[Extracted records]
* * * * * * *

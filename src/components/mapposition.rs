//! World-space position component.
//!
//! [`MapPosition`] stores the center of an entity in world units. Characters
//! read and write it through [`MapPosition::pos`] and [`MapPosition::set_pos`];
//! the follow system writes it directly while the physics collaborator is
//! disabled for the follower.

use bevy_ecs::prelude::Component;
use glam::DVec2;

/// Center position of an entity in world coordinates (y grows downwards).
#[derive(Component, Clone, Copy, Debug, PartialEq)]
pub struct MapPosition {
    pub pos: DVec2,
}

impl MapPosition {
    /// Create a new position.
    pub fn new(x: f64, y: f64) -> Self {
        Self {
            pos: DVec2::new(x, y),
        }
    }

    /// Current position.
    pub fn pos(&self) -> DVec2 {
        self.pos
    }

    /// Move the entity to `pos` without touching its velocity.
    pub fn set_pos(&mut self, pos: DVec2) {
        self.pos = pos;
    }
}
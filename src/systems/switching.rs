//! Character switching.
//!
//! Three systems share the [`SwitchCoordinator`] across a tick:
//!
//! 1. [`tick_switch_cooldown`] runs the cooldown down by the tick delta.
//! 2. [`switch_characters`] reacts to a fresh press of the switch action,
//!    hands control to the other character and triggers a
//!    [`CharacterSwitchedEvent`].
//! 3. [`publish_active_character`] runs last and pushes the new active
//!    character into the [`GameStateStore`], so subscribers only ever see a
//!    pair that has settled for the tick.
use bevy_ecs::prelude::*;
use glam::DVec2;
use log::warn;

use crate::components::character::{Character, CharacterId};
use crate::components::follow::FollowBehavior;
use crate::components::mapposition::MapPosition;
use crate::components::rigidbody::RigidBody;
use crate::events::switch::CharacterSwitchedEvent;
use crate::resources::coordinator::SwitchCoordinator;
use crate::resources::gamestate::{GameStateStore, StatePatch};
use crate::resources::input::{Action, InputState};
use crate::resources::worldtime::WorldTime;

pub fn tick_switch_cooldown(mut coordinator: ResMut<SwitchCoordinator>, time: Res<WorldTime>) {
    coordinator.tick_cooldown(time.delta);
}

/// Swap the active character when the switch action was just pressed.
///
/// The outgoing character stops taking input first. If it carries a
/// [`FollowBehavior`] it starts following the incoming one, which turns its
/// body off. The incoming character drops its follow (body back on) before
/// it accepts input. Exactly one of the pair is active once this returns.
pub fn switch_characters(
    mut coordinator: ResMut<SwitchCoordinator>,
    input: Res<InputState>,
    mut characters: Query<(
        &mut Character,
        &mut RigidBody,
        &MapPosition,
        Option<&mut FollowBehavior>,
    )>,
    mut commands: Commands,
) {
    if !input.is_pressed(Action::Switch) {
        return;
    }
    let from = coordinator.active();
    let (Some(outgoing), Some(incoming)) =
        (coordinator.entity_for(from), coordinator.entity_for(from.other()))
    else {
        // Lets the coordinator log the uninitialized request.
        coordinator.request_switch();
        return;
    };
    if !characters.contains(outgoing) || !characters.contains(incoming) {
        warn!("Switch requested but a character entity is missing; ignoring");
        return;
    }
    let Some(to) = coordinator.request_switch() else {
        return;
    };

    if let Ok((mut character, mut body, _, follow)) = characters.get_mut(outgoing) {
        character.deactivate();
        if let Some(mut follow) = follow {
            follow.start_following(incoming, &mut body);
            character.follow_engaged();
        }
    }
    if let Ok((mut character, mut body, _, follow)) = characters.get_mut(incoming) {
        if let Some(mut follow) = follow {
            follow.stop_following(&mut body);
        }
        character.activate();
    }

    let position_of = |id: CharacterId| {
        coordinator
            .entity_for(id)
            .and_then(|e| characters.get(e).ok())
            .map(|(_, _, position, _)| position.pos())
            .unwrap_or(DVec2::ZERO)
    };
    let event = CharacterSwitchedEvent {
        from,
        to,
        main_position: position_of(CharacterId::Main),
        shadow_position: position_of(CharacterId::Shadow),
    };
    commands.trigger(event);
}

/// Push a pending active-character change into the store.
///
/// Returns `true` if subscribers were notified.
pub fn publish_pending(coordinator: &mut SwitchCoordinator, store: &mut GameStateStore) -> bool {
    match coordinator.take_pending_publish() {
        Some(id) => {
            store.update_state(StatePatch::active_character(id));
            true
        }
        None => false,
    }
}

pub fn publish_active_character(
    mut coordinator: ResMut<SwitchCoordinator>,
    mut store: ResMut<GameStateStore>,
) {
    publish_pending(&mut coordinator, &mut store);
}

* * * * * * *

=== What to work on ===
Exactly one number is the answer: how many lines in the data include the word "commands".

=== Solved problem ===
2